Scenario 1: OAuth 2.0 for Secure Service Onboarding: A QR code on a newly purchased IoT device contains a pre-formatted OAuth 2.0 authorization URL for the device manufacturer's service. The URL includes the client_id (representing the device model), a unique state parameter (tied to the device serial number), and the requested scope (e.g., device_registration, data_sync). When the user scans this code with their phone, it launches their browser, directs them to their chosen identity provider (e.g., Google, Apple), and initiates an authorization flow. Upon user consent, the provider redirects back to the manufacturer's service with an authorization code, which is then exchanged for an access token. This token securely links the physical device to the user's account without the user ever needing to manually enter serial numbers or passwords.
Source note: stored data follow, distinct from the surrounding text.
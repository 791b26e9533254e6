//! Copyright © 2025-2026 Wenze Wei. All Rights Reserved.
//!
//! This file is part of Piper.
//! The Piper project belongs to the Dunimd Team.
//!
//! Licensed under the Apache License, Version 2.0 (the "License");
//! You may not use this file except in compliance with the License.
//! You may obtain a copy of the License at
//!
//!     http://www.apache.org/licenses/LICENSE-2.0
//!
//! Unless required by applicable law or agreed to in writing, software
//! distributed under the License is distributed on an "AS IS" BASIS,
//! WITHOUT WARRANTIES OR CONDITIONS OF ANY KIND, either express or implied.
//! See the License for the specific language governing permissions and
//! limitations under the License.

//! # Piper Instance Module
//!
//! The `Piper` type ties everything together: it compiles a script against
//! the caller's lookup sources and functions, then serves `process` calls
//! for as long as it lives. An instance is immutable after construction and
//! `Send + Sync`, so one instance behind an `Arc` serves any number of
//! concurrent tasks.
//!
//! ## Dual Entry Points
//!
//! `process` and `process_async` share one implementation; the synchronous
//! entry blocks the calling thread on the same future the asynchronous one
//! awaits. Their results are identical by construction.
//!
//! ## Snapshots
//!
//! A snapshot is the script IR serialized as JSON bytes. Functions and
//! lookup sources are live handles and cannot travel with it; restoring a
//! snapshot takes fresh registries and recompiles, applying the same
//! construction-time validation as `new`.

use std::collections::HashMap;
use std::sync::Arc;

use crate::dsl::compiler::compile_script;
use crate::dsl::ir::PiperScript;
use crate::dsl::parser::parse_script;
use crate::engine::{PiperPipeline, PiperProcessResult};
use crate::errors::{PiperError, Result};
use crate::function::{build_registry, PiperFunction};
use crate::lookup::PiperLookupSource;
use crate::record::PiperRecordBatch;

/// A compiled, immutable pipeline engine instance.
pub struct Piper {
    script: PiperScript,
    pipelines: HashMap<String, PiperPipeline>,
}

impl Piper {
    /// Compiles a script against the given lookup sources and user
    /// functions. Any syntax error, name collision, or unresolved reference
    /// fails the whole construction; there is no partial instance.
    pub fn new(
        script: &str,
        lookups: HashMap<String, Arc<dyn PiperLookupSource>>,
        functions: HashMap<String, Arc<dyn PiperFunction>>,
    ) -> Result<Self> {
        let parsed = parse_script(script)?;
        Self::from_script(parsed, lookups, functions)
    }

    /// Restores an instance from `snapshot` bytes, recompiling against
    /// fresh registries.
    pub fn restore(
        snapshot: &[u8],
        lookups: HashMap<String, Arc<dyn PiperLookupSource>>,
        functions: HashMap<String, Arc<dyn PiperFunction>>,
    ) -> Result<Self> {
        let script: PiperScript = serde_json::from_slice(snapshot)
            .map_err(|e| PiperError::InvalidJson(e.to_string()))?;
        Self::from_script(script, lookups, functions)
    }

    fn from_script(
        script: PiperScript,
        lookups: HashMap<String, Arc<dyn PiperLookupSource>>,
        functions: HashMap<String, Arc<dyn PiperFunction>>,
    ) -> Result<Self> {
        let registry = build_registry(functions)?;
        let pipelines = compile_script(&script, &registry, &lookups)?;
        log::debug!(
            "piper ready: {} pipelines, {} functions, {} lookup sources",
            pipelines.len(),
            registry.len(),
            lookups.len()
        );
        Ok(Self { script, pipelines })
    }

    /// Runs one pipeline over a batch, awaiting lookup sources and
    /// suspend-capable functions as needed.
    pub async fn process_async(
        &self,
        pipeline: &str,
        input: impl Into<PiperRecordBatch>,
    ) -> Result<PiperProcessResult> {
        let pipeline = self.pipelines.get(pipeline).ok_or_else(|| {
            log::warn!("process called for unknown pipeline '{}'", pipeline);
            PiperError::PipelineNotFound(pipeline.to_string())
        })?;
        pipeline.run(input.into()).await
    }

    /// Synchronous twin of [`process_async`](Self::process_async): blocks
    /// the calling thread on the same future.
    pub fn process(
        &self,
        pipeline: &str,
        input: impl Into<PiperRecordBatch>,
    ) -> Result<PiperProcessResult> {
        futures::executor::block_on(self.process_async(pipeline, input))
    }

    /// Serializes the compiled script as pure data. See the module docs for
    /// what a snapshot does and does not contain.
    pub fn snapshot(&self) -> Result<Vec<u8>> {
        serde_json::to_vec(&self.script).map_err(|e| PiperError::external(e.to_string()))
    }

    /// Names and canonical definitions of every pipeline, for
    /// introspection.
    pub fn pipelines(&self) -> HashMap<String, String> {
        self.script
            .pipelines
            .iter()
            .map(|def| (def.name.clone(), def.dump()))
            .collect()
    }
}

impl std::fmt::Debug for Piper {
    fn fmt(&self, f: &mut std::fmt::Formatter<'_>) -> std::fmt::Result {
        let mut names: Vec<&str> = self.pipelines.values().map(|p| p.name.as_str()).collect();
        names.sort_unstable();
        f.debug_struct("Piper").field("pipelines", &names).finish()
    }
}
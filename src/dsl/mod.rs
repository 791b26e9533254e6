//! Copyright © 2025-2026 Wenze Wei. All Rights Reserved.
//!
//! This file is part of Piper.
//! The Piper project belongs to the Dunimd Team.
//!
//! Licensed under the Apache License, Version 2.0 (the "License");
//! You may not use this file except in compliance with the License.
//! You may obtain a copy of the License at
//!
//!     http://www.apache.org/licenses/LICENSE-2.0
//!
//! Unless required by applicable law or agreed to in writing, software
//! distributed under the License is distributed on an "AS IS" BASIS,
//! WITHOUT WARRANTIES OR CONDITIONS OF ANY KIND, either express or implied.
//! See the License for the specific language governing permissions and
//! limitations under the License.

//! # Piper DSL Module
//!
//! Everything between script text and an executable plan:
//!
//! - `lexer`: text to positioned tokens
//! - `parser`: tokens to the script IR
//! - `ir`: the IR itself, pure serializable data
//! - `compiler`: IR plus registries to bound execution plans

pub(crate) mod compiler;
pub(crate) mod ir;
pub(crate) mod lexer;
pub(crate) mod parser;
Scenario 2: WebAuthn for Phishing-Resistant Kiosk Authentication: An interactive kiosk for financial services displays a QR code containing a session-specific URL. A user scans the QR code with their mobile phone, which opens the URL in their phone's browser. The web page served is a remote authenticator interface. It initiates a WebAuthn ceremony, prompting the user to authenticate on their phone using a platform authenticator (Face ID, Android fingerprint). The phone signs a challenge and sends the signed assertion back to the kiosk's session via a secure WebSocket connection established by the applet. The kiosk verifies the assertion and logs the user into their account, completely bypassing the need for passwords on the public kiosk.
Scenario 3: Verifiable Credentials for Decentralized Access Control: A secure facility uses QR codes at entry points. The QR code contains a URL that initiates a request for a Verifiable Credential (VC) based on the W3C DID and VC standards. When an employee scans the code, the launched web applet communicates with their digital wallet on their device. The wallet presents a cryptographically signed VC issued by the company's HR department, proving their identity and access level (role: "Level 3 Engineer"). The applet verifies the VC's signature against the company's public DID. If valid, the applet sends a signal to the physical access control system to open the door.